◆ PROBLEM DESCRIPTION: Some lines in the entries contain the word "catalogue". Copy all of them.

◆ DATA FOR REVIEW:
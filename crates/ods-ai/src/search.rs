//! Natural-language search over objects.
//!
//! Every object is rendered into the prompt; the model answers with scored
//! object ids which are resolved back to full records.

use ods_core::{
  object::ObjectRecord, store::EntityStore, validate::not_blank,
};
use serde::{Deserialize, Serialize};
use serde_json::{Value, json};
use validator::Validate;

use crate::{
  Error, Result,
  model::{ChatModel, CompletionRequest, PromptMessage},
};

const SYSTEM_PROMPT: &str = "You are an intelligent search assistant that helps \
                             find relevant objects based on user queries. \
                             Respond with JSON only.";

const NO_ANALYSIS: &str = "No analysis provided";

/// Body of `POST /search`.
#[derive(Debug, Clone, Deserialize, Validate)]
pub struct SearchRequest {
  #[validate(custom(function = "not_blank"))]
  pub query: String,
}

#[derive(Debug, Clone, PartialEq, Serialize)]
pub struct SearchHit {
  pub object:    ObjectRecord,
  /// In `[0, 1]`.
  pub relevance: f64,
  pub reasoning: String,
}

#[derive(Debug, Clone, PartialEq, Serialize)]
pub struct SearchResponse {
  /// Highest relevance first.
  pub results:   Vec<SearchHit>,
  pub query:     String,
  /// The model's reading of what the user is looking for.
  pub reasoning: String,
}

// ─── Prompt ──────────────────────────────────────────────────────────────────

pub fn build_search_prompt(query: &str, objects: &[ObjectRecord]) -> String {
  let catalogue: Vec<_> = objects
    .iter()
    .map(|o| {
      json!({
        "id": o.id,
        "name": o.name,
        "description": o.description,
        "type": o.kind,
        "attributes": o.attributes,
      })
    })
    .collect();
  let catalogue = Value::Array(catalogue);

  format!(
    "Analyze this search query: {query:?}\n\n\
     Available objects:\n{catalogue}\n\n\
     Find the most relevant objects based on the query. Consider object \
     names, descriptions, attributes, and content.\n\
     Return your response as JSON in this format:\n\
     {{\"results\": [{{\"object_id\": \"string\", \"relevance\": \
     number_between_0_and_1, \"reasoning\": \"string\"}}], \
     \"query_analysis\": \"what the user is looking for\"}}"
  )
}

// ─── Reply ───────────────────────────────────────────────────────────────────

/// The model's answer. Hits stay untyped so one malformed entry is dropped
/// instead of failing the whole reply.
#[derive(Debug, Deserialize)]
struct SearchReply {
  #[serde(default)]
  results:        Option<Vec<Value>>,
  #[serde(default)]
  query_analysis: Value,
}

/// Resolve one hit; `None` unless `object_id` is a string naming an object.
fn resolve_hit(hit: &Value, objects: &[ObjectRecord]) -> Option<SearchHit> {
  let id = hit.get("object_id")?.as_str()?;
  let object = objects.iter().find(|o| o.id.as_str() == id)?;
  let relevance = hit
    .get("relevance")
    .and_then(Value::as_f64)
    .filter(|r| !r.is_nan())
    .map_or(0.0, |r| r.clamp(0.0, 1.0));
  let reasoning = hit.get("reasoning").and_then(Value::as_str).unwrap_or_default();
  Some(SearchHit { object: object.clone(), relevance, reasoning: reasoning.to_owned() })
}

/// Resolve a JSON reply against `objects`.
///
/// Hits whose `object_id` is missing, not a string, or names no object are
/// dropped. Relevance is clamped to `[0, 1]` (absent counts as 0) and hits
/// are sorted by descending relevance, ties keeping the model's order.
pub fn parse_search_reply(
  query: &str,
  reply: &str,
  objects: &[ObjectRecord],
) -> Result<SearchResponse> {
  let parsed: SearchReply = serde_json::from_str(reply)
    .map_err(|e| Error::MalformedResponse(e.to_string()))?;

  let mut results: Vec<SearchHit> = parsed
    .results
    .unwrap_or_default()
    .iter()
    .filter_map(|hit| resolve_hit(hit, objects))
    .collect();
  results.sort_by(|a, b| b.relevance.total_cmp(&a.relevance));

  Ok(SearchResponse {
    results,
    query: query.to_owned(),
    reasoning: parsed
      .query_analysis
      .as_str()
      .filter(|s| !s.trim().is_empty())
      .map_or_else(|| NO_ANALYSIS.to_owned(), str::to_owned),
  })
}

// ─── Orchestration ───────────────────────────────────────────────────────────

/// Rank the store's objects against `query`.
pub async fn search<S: EntityStore>(
  store: &S,
  model: &dyn ChatModel,
  query: &str,
) -> Result<SearchResponse> {
  let objects = store.list_objects().await.map_err(Error::store)?;

  let reply = model
    .complete(CompletionRequest {
      messages:      vec![
        PromptMessage::system(SYSTEM_PROMPT),
        PromptMessage::user(build_search_prompt(query, &objects)),
      ],
      json_response: true,
    })
    .await?;

  let response = parse_search_reply(query, &reply, &objects)?;
  tracing::info!(query, hits = response.results.len(), "search completed");
  Ok(response)
}
//! Shared validation helpers for inbound payloads.
//!
//! Payload types derive [`validator::Validate`]; the helpers here are the
//! custom rules they reference plus the single entry point used by callers.

use std::borrow::Cow;

use validator::{Validate, ValidationError};

use crate::Result;

/// Run the payload's validation rules, returning it unchanged on success.
pub fn validated<T: Validate>(payload: T) -> Result<T> {
  payload.validate()?;
  Ok(payload)
}

/// Reject strings that are empty or consist only of whitespace.
pub fn not_blank(value: &str) -> Result<(), ValidationError> {
  if value.trim().is_empty() {
    return Err(invalid("blank", "must not be blank"));
  }
  Ok(())
}

/// [`not_blank`] for any string-backed id.
pub fn id_not_blank<I: AsRef<str>>(id: &I) -> Result<(), ValidationError> {
  not_blank(id.as_ref())
}

pub(crate) fn invalid(
  code: &'static str,
  message: impl Into<Cow<'static, str>>,
) -> ValidationError {
  let mut err = ValidationError::new(code);
  err.message = Some(message.into());
  err
}

#[cfg(test)]
mod tests {
  use super::*;

  #[test]
  fn not_blank_rejects_whitespace() {
    assert!(not_blank("Widget").is_ok());
    assert!(not_blank("").is_err());
    assert!(not_blank("  \t").is_err());
  }
}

◆ RESULT OF THE TASK:
  let catalogue: Vec<_> = objects
  let catalogue = Value::Array(catalogue);
     Available objects:\n{catalogue}\n\n\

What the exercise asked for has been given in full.